We use information technologies to securely manage our operations and various business functions. We rely on various technologies to process, store and report on our business and to communicate electronically between our employees, consultants and customers. We also use information technologies to process financial information and results of operations for internal reporting purposes and to comply with regulatory, legal and tax requirements. Despite our security design and controls, and those of our third party providers, our information technology systems may be vulnerable to a variety of interruptions, including during the process of upgrading or replacing software, databases or components thereof, natural disasters, terrorist attacks, telecommunications failures, computer viruses, cyber-attacks, hackers, unauthorized access attempts and other security issues or may be breached due to employee error, malfeasance or other disruptions. Any such interruption or breach could result in operational disruptions or the misappropriation of sensitive data that could subject us to civil and criminal penalties, litigation or have a negative impact on our reputation. There can be no assurance that such disruptions or misappropriations and the resulting repercussions will not negatively impact our cash flows and materially affect our results of operations or financial condition.
Limited liability of the Company ’s executive officers and directors may discourage stockholders from bringing a lawsuit against them.
The Company ’s Articles of Incorporation and Bylaws contain provisions that limit the liability of directors for monetary damages and provide for indemnification of officers and directors. These provisions may discourage stockholders from bringing a lawsuit against officers and directors for breaches of fiduciary duty and may also reduce the likelihood of derivative litigation against officers and directors even though such action, if successful, might otherwise have benefited the stockholders. In addition, a stockholder’s investment in the Company may be adversely affected to the extent that costs of settlement and damage awards against officers or directors are paid by the Company under the indemnification provisions of the Company’s Articles of Incorporation and Bylaws.
Under the Articles of Incorporation and Bylaws of the Company, we may indemnify an officer or director who is made a party to any proceeding, including a lawsuit, because of his or her position, if he or she acted in good faith and in a manner he or she reasonably believed to be in our best interest. We may also advance expenses incurred in defending a proceeding. To the extent that the officer or director is successful on the merits in a proceeding as to which he or she is to be indemnified, we must indemnify him or her against all expenses incurred, including attorney's fees. With respect to a derivative action, indemnity may be made only for expenses actually and reasonably incurred in defending the proceeding, and if the officer or director is judged liable, only by a court order. The indemnification is intended to be to the fullest extent permitted by the laws of the State of California.
ITEM 1B. |
UNRESOLVED STAFF COMMENTS. |
None.
ITEM 2. |
PROPERTIES. |
Our corporate headquarters , located at 201 Spear Street, Suite 1100, San Francisco, CA 94105 is a leased space, which we lease on a month-to-month basis for $129 a month. The Company also leases office space in San Anselmo, California. We lease the San Anselmo office located at 251 Sir Francis Drake Blvd., pursuant to a lease effective through March 2020 with monthly rental payments of $2,362. Effective January 1, 2017, the Company entered into a second lease for a facility in the same building with a 12-month term which ended on December 31, 2017 with monthly rent of $1,375. This lease was not renewed after the original term date of December 31, 2017.

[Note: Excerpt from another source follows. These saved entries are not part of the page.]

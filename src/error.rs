//! Error taxonomy shared by every library module.
//!
//! Absence is not an error: lookups that can legitimately miss (items,
//! metadata, indexed documents, stored objects) return `Ok(None)`. The
//! [`Error::NotFound`] variant is reserved for stages that *require* an
//! input that is not there.

use serde::de::DeserializeOwned;

pub type Result<T> = std::result::Result<T, Error>;

#[derive(Debug, thiserror::Error)]
pub enum Error {
    #[error("{kind} not found: {id}")]
    NotFound { kind: &'static str, id: String },

    #[error("{service} returned HTTP {status}: {body}")]
    Upstream {
        service: &'static str,
        status: u16,
        body: String,
    },

    #[error("unexpected {context} response: {source}")]
    Validation {
        context: &'static str,
        #[source]
        source: serde_json::Error,
    },

    #[error("HTTP transport error: {0}")]
    Http(#[from] reqwest::Error),

    #[error("I/O error: {0}")]
    Io(#[from] std::io::Error),

    #[error("JSON error: {0}")]
    Json(#[from] serde_json::Error),

    #[error("database error: {0}")]
    Database(#[from] sqlx::Error),

    #[error("configuration error: {0}")]
    Config(String),

    #[error("extraction failed: {0}")]
    Extraction(String),

    #[error("malformed feed: {0}")]
    Feed(String),
}

impl Error {
    pub fn not_found(kind: &'static str, id: impl Into<String>) -> Self {
        Error::NotFound {
            kind,
            id: id.into(),
        }
    }

    pub fn is_not_found(&self) -> bool {
        matches!(self, Error::NotFound { .. })
    }

    /// True for transport timeouts, so the server can report a stalled
    /// dependency differently from a hard failure.
    pub fn is_timeout(&self) -> bool {
        matches!(self, Error::Http(e) if e.is_timeout())
    }
}

/// Check a raw response against its expected shape.
///
/// On mismatch the raw body is logged in full and a [`Error::Validation`]
/// is returned; nothing is coerced.
pub fn validate<T: DeserializeOwned>(context: &'static str, body: serde_json::Value) -> Result<T> {
    let raw = body.to_string();
    serde_json::from_value(body).map_err(|source| {
        tracing::error!(context, body = %raw, error = %source, "response failed validation");
        Error::Validation { context, source }
    })
}

/// Truncate an upstream body for inclusion in an error message.
pub(crate) fn snippet(body: &str) -> String {
    body.chars().take(500).collect()
}

#[cfg(test)]
mod tests {
    use super::*;
    use serde::Deserialize;

    #[derive(Debug, Deserialize)]
    struct Ack {
        acknowledged: bool,
    }

    #[test]
    fn validate_accepts_matching_shape() {
        let ack: Ack = validate("ack", serde_json::json!({"acknowledged": true})).unwrap();
        assert!(ack.acknowledged);
    }

    #[test]
    fn validate_rejects_wrong_shape() {
        let err = validate::<Ack>("ack", serde_json::json!({"ok": 1})).unwrap_err();
        assert!(matches!(err, Error::Validation { context: "ack", .. }));
    }

    #[test]
    fn snippet_truncates() {
        let long = "x".repeat(900);
        assert_eq!(snippet(&long).len(), 500);
    }
}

In 2007, we completed the purchase of an undeveloped tract of real property located in the unincorporated area of Blue Lakes, County of Lake, California. The real property contains five acres of land. It has no fixtures or improvements located thereon. The purchase price was $85,000 and it is carried on our books for this amount and is included in the long term assets classification of our balance sheet as “Property and equipment, net.” The real property is not used by us for our operations. It is currently unencumbered, unoccupied, remains undeveloped and unimproved.
We believe that our existing facilities and offices are adequate to meet our current requirements. If we require additional space, we believe that we will be able to obtain such space on acceptable, commercially reasonable terms.
ITEM 3. |
LEGAL PROCEEDINGS. |
Although the Company from time to time may be involved with disputes, claims and litigation related to the conduct of its business, there are no material legal proceedings pending to which the Company is a party or to which any of its property is subject, and the Company ’s management does not know of any such action being contemplated.
ITEM 4. |
MINE SAFETY DISCLOSURES. |
None.
PART II
ITEM 5. |
MARKET FOR OUR COMMON EQUITY, RELATED STOCKHOLDER MATTERS AND ISSUER PURCHASES OF EQUITY SECURITIES. |
Our common stock is traded in the United States on the OTCQB, operated by the OTC Markets Group. Our symbol is “MCCX.” Additionally, on February 2, 2016, the Company ’s shares of common stock became listed for trading on the TSX Venture Exchange in Canada under the symbol “MCX”. On March 6, 2018 the closing price of our common stock was $0.20 on the OTCQB.
The following table shows the quarterly range of high and low bid information for our common stock over the fiscal quarters for the last two fiscal years as quoted on the OTCQB. We obtained the following high and low bid information from the OTCQB. These over-the-counter market quotations reflect inter-dealer prices without retail mark-up, mark-down or commission, and may not represent actual transactions.
Fiscal Year – 2017 |
High Bid |
Low Bid |
|
|
|||
Fourth Quarter: 10/01/17 to 12/31/17 |
$0.31 |
$0.31 |
|
Third Quarter: 07/01/17 to 09/30/17 |
$0.31 |
$0.31 |
|
Second Quarter: 04/01/17 to 06/30/17 |
$0.31 |
$0.31 |
|
First Quarter: 01/01/17 to 03/31/17 |
$0.88 |
$0.31 |
|
Fiscal Year – 2016 |
High Bid |
Low Bid |
|
|
|||
Fourth Quarter: 10/01/16 to 12/31/16 |
$0.90 |
$0.51 |
|
Third Quarter: 07/01/16 to 09/30/16 |
$1.02 |
$0.51 |
|
Second Quarter: 04/01/16 to 06/30/16 |
$2.49 |
$1.01 |
|
First Quarter: 01/01/16 to 03/31/16 |
$2.50 |
$1.26 |
Holders
There are 47 holders of record for our common stock as of March 6, 2018 and there are a total of 20,426,158 shares of common stock outstanding as of such date. As some of our shares of common stock are held in “street name” by brokers on behalf of shareholders, we are unable to estimate the total number of beneficial holders of our common stock represented by these record holders.
Dividends
We have not declared any cash dividends, nor do we currently intend to do so. We are not subject to any legal restrictions respecting the payment of dividends, except that they may not be paid to render us insolvent. Dividend policy will be based on our cash resources and capital business requirements. It is anticipated that all available cash will be needed for our operations in the foreseeable future.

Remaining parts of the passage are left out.